- Action item
Copy each line of the entries that includes the word "Invalid".

Collected data entries
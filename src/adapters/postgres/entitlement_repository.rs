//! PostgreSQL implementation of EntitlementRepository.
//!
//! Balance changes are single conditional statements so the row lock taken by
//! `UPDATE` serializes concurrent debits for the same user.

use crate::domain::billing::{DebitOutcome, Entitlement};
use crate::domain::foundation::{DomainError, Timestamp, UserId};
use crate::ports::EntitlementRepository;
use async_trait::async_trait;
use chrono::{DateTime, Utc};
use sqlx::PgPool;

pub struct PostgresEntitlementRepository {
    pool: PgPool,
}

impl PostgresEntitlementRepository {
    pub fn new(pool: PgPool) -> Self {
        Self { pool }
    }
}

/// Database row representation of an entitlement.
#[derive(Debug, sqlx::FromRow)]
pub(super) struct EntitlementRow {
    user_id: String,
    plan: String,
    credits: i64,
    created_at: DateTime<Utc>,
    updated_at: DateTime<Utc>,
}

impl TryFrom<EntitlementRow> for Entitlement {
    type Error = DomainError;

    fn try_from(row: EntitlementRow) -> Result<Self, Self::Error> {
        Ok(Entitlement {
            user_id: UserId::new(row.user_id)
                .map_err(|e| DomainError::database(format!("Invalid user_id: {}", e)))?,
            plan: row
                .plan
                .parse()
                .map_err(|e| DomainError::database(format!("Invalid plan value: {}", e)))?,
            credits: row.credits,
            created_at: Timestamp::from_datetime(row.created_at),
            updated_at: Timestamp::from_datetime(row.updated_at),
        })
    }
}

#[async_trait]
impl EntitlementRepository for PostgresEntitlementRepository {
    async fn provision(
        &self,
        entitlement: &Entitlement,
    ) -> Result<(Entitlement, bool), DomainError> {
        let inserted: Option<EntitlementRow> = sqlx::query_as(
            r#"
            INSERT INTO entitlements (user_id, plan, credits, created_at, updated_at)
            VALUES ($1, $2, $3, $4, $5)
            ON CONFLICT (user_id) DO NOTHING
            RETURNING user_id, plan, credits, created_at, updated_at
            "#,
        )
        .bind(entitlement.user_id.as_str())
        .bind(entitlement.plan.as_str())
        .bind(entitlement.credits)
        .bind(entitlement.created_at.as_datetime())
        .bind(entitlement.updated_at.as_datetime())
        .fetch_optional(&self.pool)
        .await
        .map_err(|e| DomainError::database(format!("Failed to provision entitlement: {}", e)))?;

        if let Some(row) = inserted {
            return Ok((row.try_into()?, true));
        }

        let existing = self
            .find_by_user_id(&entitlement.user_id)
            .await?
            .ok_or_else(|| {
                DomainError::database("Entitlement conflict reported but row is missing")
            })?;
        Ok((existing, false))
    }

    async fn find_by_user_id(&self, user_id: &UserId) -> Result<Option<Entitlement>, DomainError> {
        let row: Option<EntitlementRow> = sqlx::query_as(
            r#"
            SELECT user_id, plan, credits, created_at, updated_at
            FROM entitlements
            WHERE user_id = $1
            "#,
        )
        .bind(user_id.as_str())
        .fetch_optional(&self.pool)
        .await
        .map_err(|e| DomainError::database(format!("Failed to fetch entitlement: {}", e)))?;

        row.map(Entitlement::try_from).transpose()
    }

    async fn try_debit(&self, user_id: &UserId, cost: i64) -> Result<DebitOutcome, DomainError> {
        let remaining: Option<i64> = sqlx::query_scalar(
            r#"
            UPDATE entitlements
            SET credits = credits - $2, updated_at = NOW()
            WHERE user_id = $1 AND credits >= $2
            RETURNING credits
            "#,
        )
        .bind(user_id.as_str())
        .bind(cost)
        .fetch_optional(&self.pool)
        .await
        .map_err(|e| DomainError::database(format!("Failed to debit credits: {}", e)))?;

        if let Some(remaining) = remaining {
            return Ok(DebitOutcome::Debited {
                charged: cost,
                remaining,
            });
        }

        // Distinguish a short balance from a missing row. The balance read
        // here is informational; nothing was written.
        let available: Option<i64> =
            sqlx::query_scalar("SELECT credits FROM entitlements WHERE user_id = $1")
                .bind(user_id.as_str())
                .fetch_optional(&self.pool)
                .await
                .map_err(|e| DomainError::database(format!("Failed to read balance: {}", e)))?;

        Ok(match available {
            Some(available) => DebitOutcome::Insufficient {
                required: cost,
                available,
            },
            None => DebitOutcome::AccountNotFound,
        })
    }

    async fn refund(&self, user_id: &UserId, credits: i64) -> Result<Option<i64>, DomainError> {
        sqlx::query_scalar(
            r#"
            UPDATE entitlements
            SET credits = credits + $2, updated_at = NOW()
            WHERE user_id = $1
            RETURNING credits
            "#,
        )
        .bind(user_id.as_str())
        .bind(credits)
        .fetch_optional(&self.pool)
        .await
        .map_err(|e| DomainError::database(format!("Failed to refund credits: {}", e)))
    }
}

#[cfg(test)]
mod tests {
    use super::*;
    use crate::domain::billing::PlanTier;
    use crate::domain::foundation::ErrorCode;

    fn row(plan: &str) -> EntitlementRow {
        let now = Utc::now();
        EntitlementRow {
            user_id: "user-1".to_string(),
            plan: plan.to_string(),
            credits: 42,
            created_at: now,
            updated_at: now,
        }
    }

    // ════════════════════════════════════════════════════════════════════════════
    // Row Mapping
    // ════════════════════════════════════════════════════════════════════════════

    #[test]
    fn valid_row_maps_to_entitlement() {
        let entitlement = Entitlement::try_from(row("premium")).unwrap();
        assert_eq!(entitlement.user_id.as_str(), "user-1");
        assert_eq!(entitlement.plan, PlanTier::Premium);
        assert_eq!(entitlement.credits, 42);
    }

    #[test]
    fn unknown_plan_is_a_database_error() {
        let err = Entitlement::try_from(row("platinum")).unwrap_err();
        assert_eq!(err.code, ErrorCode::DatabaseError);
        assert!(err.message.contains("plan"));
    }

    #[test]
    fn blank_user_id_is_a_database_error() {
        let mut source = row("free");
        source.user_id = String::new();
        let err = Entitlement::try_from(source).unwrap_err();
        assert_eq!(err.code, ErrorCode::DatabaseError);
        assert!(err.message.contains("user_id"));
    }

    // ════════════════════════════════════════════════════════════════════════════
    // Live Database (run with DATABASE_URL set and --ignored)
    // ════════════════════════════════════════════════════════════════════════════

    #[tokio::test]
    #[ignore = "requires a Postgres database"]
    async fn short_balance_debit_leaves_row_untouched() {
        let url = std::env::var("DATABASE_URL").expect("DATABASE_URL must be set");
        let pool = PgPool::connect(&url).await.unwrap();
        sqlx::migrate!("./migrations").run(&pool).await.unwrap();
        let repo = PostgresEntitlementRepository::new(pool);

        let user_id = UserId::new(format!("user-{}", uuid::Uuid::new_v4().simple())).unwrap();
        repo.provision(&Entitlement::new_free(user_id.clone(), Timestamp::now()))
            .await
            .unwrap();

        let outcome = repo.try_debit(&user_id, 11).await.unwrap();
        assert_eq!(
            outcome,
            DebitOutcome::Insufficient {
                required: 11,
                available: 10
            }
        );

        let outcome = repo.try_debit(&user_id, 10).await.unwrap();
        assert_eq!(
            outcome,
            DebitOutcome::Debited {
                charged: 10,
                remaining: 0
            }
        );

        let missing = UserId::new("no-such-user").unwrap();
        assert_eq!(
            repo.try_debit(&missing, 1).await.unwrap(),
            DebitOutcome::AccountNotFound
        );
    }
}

==

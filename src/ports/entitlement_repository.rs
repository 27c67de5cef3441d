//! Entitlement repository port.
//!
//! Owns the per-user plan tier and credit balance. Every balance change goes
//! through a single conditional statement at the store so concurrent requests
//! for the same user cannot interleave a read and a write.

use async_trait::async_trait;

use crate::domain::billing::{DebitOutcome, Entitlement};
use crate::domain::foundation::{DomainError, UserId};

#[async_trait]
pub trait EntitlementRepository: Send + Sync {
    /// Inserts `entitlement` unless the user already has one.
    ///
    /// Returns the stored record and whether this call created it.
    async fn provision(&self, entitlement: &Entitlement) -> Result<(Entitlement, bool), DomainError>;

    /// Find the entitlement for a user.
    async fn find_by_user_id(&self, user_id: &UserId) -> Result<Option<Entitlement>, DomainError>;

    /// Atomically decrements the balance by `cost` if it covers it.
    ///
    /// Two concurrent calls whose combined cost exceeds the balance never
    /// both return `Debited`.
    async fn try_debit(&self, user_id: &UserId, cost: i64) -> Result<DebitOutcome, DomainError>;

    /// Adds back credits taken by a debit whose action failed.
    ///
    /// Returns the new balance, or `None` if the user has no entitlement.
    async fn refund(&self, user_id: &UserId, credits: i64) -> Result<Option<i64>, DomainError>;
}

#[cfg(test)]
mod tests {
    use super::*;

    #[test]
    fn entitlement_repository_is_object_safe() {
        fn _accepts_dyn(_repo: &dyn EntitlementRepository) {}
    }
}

- Solution for this problem
                .map_err(|e| DomainError::database(format!("Invalid user_id: {}", e)))?,
                .map_err(|e| DomainError::database(format!("Invalid plan value: {}", e)))?,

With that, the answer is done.